The flow structure in a laboratory model of atmospheric general circulation

The first results of mathematical modeling in the formulation close to the new laboratory model of general atmospheric circulation are presented. A rotating layer of fluid with a small aspect ratio is considered. A localized ring heater is located at the periphery of the bottom, and a refrigerator, in the form of a disk, is placed in the central part of the upper boundary of the fluid layer. The ring heater simulates heating in the equatorial region, and the cooler - cooling in the polar region. The heater is shifted from the side wall to minimize its influence on the formation of flows. Zonal currents (east and west winds) characteristic of the equatorial region are realized in the upper part of the fluid layer. A good qualitative agreement between the experimental and numerical results is shown.

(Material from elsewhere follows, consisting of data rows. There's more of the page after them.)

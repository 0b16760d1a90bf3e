use rt_core::CoreError;
use rt_spatial::SpatialError;
use thiserror::Error;

#[derive(Debug, Error)]
pub enum RouteError {
    #[error("route request parse error: {0}")]
    Parse(String),

    #[error(transparent)]
    Core(#[from] CoreError),

    #[error(transparent)]
    Spatial(#[from] SpatialError),

    #[error("I/O error: {0}")]
    Io(#[from] std::io::Error),
}

pub type RouteResult<T> = Result<T, RouteError>;
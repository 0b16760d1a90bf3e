//! Unit tests for rt-core primitives.

#[cfg(test)]
mod ids {
    use crate::{EdgeId, NodeId};

    #[test]
    fn index_roundtrip() {
        let id = NodeId(42);
        assert_eq!(id.index(), 42);
        assert_eq!(NodeId::try_from(42usize).unwrap(), id);
    }

    #[test]
    fn invalid_sentinels_are_max() {
        assert_eq!(NodeId::INVALID.0, u32::MAX);
        assert_eq!(EdgeId::INVALID.0, u32::MAX);
        assert_eq!(NodeId::default(), NodeId::INVALID);
    }

    #[test]
    fn display() {
        assert_eq!(NodeId(7).to_string(), "node 7");
        assert_eq!(EdgeId(3).to_string(), "edge 3");
    }
}

#[cfg(test)]
mod geo {
    use crate::GeoPoint;

    #[test]
    fn zero_distance() {
        let p = GeoPoint::new(4.606979, -74.073794);
        assert!(p.distance_m(p) < 0.01);
    }

    #[test]
    fn one_degree_latitude() {
        // ~1 degree of latitude ≈ 111 km
        let a = GeoPoint::new(4.0, -74.0);
        let b = GeoPoint::new(5.0, -74.0);
        let d = a.distance_m(b);
        assert!((d - 111_195.0).abs() < 500.0, "got {d}");
    }

    #[test]
    fn midpoint_is_arithmetic_mean() {
        let a = GeoPoint::new(4.606979, -74.073794);
        let b = GeoPoint::new(4.595600, -74.069014);
        let m = a.midpoint(b);
        assert!((m.lat - 4.6012895).abs() < 1e-5);
        assert!((m.lon - -74.071404).abs() < 1e-4);
        assert_eq!(a.midpoint(a), a);
    }

    #[test]
    fn bbox_around_contains_nearby_only() {
        let center = GeoPoint::new(4.60, -74.07);
        let bbox = center.bbox_around(1_000.0);
        assert!(bbox.contains(center));
        // ~550 m north.
        assert!(bbox.contains(GeoPoint::new(4.605, -74.07)));
        // ~2.2 km east.
        assert!(!bbox.contains(GeoPoint::new(4.60, -74.05)));
        assert!(bbox.north > bbox.south && bbox.east > bbox.west);
    }

    #[test]
    fn checked_rejects_out_of_range() {
        assert!(GeoPoint::checked(4.6, -74.0).is_ok());
        assert!(GeoPoint::checked(91.0, 0.0).is_err());
        assert!(GeoPoint::checked(0.0, f32::NAN).is_err());
    }
}

#[cfg(test)]
mod transport {
    use crate::{CoreError, NetworkType, TransitMode};

    #[test]
    fn parse_known_modes() {
        assert_eq!("walk".parse::<TransitMode>().unwrap(), TransitMode::Walk);
        assert_eq!(" Drive ".parse::<TransitMode>().unwrap(), TransitMode::Drive);
        assert_eq!("all".parse::<TransitMode>().unwrap(), TransitMode::Other);
        assert_eq!("other".parse::<TransitMode>().unwrap(), TransitMode::Other);
    }

    #[test]
    fn typo_is_an_error_not_a_fallback() {
        let err = "wlak".parse::<TransitMode>().unwrap_err();
        assert!(matches!(err, CoreError::UnknownMode(s) if s == "wlak"));
    }

    #[test]
    fn mode_to_network_type() {
        assert_eq!(TransitMode::Walk.network_type(), NetworkType::Walk);
        assert_eq!(TransitMode::Drive.network_type(), NetworkType::Drive);
        assert_eq!(TransitMode::Other.network_type(), NetworkType::All);
    }

    #[test]
    fn highway_filters() {
        assert!(NetworkType::Drive.includes_highway("residential"));
        assert!(!NetworkType::Drive.includes_highway("footway"));
        assert!(NetworkType::Walk.includes_highway("footway"));
        assert!(!NetworkType::Walk.includes_highway("motorway"));
        assert!(NetworkType::All.includes_highway("motorway"));
    }

    #[test]
    fn only_walking_ignores_oneway() {
        assert!(NetworkType::Drive.respects_oneway());
        assert!(NetworkType::All.respects_oneway());
        assert!(!NetworkType::Walk.respects_oneway());
    }

    #[test]
    fn display_matches_parse() {
        for mode in TransitMode::ALL {
            assert_eq!(mode.to_string().parse::<TransitMode>().unwrap(), mode);
        }
    }
}
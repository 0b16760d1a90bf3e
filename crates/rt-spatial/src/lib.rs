//! `rt-spatial`: the routing subsystem.
//!
//! # Crate layout
//!
//! | Module       | Contents                                                        |
//! |--------------|-----------------------------------------------------------------|
//! | [`network`]  | `RoadNetwork` (CSR + R-tree), `RoadNetworkBuilder`              |
//! | [`source`]   | `MapSource` trait, `MapQuery`, `CsvMapSource`                   |
//! | [`osm`]      | `PbfMapSource` (feature = `"osm"` only)                         |
//! | [`simplify`] | Degree-2 chain merging, largest-component retention             |
//! | [`loader`]   | `GraphLoader`, `LoaderConfig`                                   |
//! | [`weights`]  | `SpeedTable`, `assign_weights`                                  |
//! | [`locate`]   | `nearest_node`                                                  |
//! | [`router`]   | `Router` trait, `Route`, `DijkstraRouter`                       |
//! | [`error`]    | `SpatialError`, `SpatialResult<T>`                              |
//!
//! # Pipeline
//!
//! ```text
//! GraphLoader::load ─► assign_weights ─► nearest_node ×2 ─► Router::route
//! ```
//!
//! # Feature flags
//!
//! | Flag    | Effect                                                       |
//! |---------|--------------------------------------------------------------|
//! | `osm`   | Enables OSM PBF loading via the `osmpbf` crate.             |
//! | `serde` | Derives `Serialize`/`Deserialize` on public types.           |

pub mod error;
pub mod loader;
pub mod locate;
pub mod network;
pub mod router;
pub mod simplify;
pub mod source;
pub mod weights;

#[cfg(feature = "osm")]
pub mod osm;


pub use error::{SpatialError, SpatialResult};
pub use loader::{DEFAULT_BUFFER_KM, GraphLoader, LoaderConfig};
pub use locate::nearest_node;
pub use network::{DEFAULT_EDGE_LENGTH_M, RoadNetwork, RoadNetworkBuilder};
pub use router::{DijkstraRouter, Route, Router};
pub use source::{CsvMapSource, MapExtract, MapQuery, MapSource, MapWay, WayDirection, WayLength, parse_csv_extract};
pub use weights::{SpeedTable, assign_weights, assign_weights_with};

#[cfg(feature = "osm")]
pub use osm::PbfMapSource;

The main goal of the calculations was to determine the average structure of the flow in axisymmetric and wave regimes. It is shown that, in the axisymmetric regime, a meridional circulation similar to the Hadley circulation with a relatively low level of velocity pulsations is realized. An increase in the rotational velocity leads to the formation of unstable baroclinic waves and a significant change in the meridional circulation structure. The intensity and structure of baroclinic wave motions are largely determined by the heating intensity. It is shown for the first time that in the laboratory model, at a relatively small value of the Rossby thermal number, it is possible to realize the meridional circulation with a structure similar to that observed in the atmosphere and consisting of the analogs of Hadley, Ferrell and polar cells. This confirms the perspective of the new laboratory model of atmospheric general circulation for identifying key factors that determine the structure and dynamics of large-scale atmospheric flows.